* _Extracted entries_

•••••

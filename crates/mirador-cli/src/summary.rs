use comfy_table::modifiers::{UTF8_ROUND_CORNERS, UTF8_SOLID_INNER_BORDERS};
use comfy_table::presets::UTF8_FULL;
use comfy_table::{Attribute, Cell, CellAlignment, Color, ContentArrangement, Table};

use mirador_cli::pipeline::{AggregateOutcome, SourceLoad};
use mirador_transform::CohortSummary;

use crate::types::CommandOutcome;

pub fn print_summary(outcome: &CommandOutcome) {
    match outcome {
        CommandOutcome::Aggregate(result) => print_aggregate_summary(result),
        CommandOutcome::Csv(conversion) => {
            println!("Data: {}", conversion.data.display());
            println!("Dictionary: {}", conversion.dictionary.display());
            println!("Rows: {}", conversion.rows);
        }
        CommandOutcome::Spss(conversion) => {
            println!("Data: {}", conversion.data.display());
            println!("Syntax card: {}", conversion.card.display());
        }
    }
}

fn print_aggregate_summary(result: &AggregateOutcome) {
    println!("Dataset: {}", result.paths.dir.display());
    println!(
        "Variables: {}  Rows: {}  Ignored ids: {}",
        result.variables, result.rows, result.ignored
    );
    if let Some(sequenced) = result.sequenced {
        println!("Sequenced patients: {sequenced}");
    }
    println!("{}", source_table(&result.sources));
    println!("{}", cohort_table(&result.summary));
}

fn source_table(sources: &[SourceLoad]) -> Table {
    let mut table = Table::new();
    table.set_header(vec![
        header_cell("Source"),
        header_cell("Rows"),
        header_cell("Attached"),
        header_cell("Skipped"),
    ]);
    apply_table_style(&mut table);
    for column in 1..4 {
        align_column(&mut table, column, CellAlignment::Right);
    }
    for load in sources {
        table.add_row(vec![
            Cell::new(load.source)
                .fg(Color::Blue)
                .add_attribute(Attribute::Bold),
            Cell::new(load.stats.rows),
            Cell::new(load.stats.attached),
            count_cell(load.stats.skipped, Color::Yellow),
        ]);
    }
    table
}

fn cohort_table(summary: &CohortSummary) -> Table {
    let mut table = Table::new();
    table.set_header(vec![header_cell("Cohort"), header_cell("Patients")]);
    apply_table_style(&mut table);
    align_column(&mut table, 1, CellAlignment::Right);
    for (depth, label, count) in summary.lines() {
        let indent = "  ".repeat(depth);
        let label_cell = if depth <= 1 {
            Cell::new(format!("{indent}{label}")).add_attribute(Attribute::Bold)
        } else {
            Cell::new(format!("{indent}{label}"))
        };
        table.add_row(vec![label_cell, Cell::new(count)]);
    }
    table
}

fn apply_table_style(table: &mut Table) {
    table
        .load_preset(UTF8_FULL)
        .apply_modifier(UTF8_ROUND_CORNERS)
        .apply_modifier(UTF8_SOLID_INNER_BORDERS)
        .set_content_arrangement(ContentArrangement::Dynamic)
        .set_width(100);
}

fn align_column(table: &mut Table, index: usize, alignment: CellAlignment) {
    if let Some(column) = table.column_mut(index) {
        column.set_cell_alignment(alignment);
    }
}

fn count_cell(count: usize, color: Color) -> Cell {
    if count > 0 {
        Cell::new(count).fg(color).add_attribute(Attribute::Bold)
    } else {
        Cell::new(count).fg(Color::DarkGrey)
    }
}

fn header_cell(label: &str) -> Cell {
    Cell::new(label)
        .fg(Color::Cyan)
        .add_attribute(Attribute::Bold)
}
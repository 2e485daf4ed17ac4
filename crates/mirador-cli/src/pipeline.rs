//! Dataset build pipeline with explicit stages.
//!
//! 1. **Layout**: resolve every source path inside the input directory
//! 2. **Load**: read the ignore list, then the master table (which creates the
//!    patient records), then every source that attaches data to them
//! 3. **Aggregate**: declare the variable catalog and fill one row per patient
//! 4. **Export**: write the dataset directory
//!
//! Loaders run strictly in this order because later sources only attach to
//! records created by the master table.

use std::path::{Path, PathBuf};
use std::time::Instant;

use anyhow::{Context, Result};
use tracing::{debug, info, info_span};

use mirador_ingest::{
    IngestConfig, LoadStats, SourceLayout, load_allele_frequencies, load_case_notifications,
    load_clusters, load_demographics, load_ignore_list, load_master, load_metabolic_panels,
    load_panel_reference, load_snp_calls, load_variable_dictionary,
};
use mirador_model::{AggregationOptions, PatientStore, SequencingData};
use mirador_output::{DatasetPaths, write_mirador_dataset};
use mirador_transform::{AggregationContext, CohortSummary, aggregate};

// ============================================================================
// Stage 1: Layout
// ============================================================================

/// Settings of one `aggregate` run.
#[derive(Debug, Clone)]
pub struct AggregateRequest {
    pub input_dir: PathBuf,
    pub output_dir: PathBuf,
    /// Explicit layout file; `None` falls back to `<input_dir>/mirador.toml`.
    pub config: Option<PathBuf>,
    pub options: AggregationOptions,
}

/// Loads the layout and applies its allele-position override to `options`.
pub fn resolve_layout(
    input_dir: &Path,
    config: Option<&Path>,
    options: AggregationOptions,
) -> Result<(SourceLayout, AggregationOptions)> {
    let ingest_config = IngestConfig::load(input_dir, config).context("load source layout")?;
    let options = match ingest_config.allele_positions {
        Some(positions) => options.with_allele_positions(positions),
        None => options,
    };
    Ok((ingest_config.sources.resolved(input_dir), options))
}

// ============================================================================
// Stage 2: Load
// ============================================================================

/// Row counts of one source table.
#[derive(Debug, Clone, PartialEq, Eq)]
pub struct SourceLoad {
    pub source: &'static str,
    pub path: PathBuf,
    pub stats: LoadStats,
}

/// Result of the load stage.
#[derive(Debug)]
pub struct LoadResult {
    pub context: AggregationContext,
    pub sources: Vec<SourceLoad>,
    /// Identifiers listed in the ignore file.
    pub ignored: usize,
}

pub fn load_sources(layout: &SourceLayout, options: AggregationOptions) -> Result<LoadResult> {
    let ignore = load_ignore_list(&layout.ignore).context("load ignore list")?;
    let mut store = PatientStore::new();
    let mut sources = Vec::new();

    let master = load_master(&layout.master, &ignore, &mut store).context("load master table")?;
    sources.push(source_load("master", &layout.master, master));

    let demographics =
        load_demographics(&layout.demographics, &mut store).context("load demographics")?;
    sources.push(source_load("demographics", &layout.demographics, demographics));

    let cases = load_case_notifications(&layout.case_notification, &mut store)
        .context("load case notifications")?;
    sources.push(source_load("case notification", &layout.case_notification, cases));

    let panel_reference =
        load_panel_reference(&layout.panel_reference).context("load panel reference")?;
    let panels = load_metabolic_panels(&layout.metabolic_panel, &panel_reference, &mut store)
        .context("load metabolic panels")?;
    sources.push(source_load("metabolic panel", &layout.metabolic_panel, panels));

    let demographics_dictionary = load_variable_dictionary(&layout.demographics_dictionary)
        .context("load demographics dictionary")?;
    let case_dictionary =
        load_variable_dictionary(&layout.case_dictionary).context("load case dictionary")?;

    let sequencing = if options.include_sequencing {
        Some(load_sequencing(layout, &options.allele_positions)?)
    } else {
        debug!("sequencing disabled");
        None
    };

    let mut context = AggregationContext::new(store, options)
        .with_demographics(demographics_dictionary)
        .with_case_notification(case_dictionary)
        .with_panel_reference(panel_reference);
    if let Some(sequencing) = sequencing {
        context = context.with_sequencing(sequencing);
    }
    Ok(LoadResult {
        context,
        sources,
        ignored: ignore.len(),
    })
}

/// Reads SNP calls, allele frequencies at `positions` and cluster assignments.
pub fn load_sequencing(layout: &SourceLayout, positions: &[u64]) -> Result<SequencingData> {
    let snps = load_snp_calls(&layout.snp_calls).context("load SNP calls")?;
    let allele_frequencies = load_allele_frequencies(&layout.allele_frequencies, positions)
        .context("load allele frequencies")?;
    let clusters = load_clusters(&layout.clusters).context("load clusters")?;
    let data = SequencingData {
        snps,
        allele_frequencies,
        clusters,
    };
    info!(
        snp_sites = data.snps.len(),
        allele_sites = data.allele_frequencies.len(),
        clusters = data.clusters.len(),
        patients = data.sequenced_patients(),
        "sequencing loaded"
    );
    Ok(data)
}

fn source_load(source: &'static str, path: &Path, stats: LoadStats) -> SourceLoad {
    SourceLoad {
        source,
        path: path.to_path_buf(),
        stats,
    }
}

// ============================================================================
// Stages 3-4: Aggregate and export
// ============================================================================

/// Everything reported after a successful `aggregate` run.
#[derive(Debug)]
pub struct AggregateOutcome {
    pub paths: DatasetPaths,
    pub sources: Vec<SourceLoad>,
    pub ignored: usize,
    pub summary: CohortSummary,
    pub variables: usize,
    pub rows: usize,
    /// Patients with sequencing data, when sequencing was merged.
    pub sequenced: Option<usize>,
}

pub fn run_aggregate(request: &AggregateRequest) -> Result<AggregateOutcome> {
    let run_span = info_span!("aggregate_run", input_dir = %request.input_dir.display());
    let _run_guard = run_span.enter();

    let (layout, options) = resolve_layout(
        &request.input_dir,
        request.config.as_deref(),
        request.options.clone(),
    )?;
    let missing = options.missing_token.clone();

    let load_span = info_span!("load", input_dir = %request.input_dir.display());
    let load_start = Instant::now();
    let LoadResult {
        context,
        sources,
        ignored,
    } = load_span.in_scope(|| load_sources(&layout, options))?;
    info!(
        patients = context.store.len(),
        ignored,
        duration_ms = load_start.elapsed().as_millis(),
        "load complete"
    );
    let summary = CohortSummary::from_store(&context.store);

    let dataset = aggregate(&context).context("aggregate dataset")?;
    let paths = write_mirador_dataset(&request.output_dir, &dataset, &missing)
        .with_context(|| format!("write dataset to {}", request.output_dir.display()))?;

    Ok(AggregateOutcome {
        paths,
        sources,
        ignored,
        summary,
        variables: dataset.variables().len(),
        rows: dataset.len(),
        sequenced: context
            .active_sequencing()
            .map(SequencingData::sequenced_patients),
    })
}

•••••

* _Required work_
Return every line of the entries above that the string "usize" appears in.

* _Finished task_
fn align_column(table: &mut Table, index: usize, alignment: CellAlignment) {
fn count_cell(count: usize, color: Color) -> Cell {
    pub ignored: usize,
    pub ignored: usize,
    pub variables: usize,
    pub rows: usize,
    pub sequenced: Option<usize>,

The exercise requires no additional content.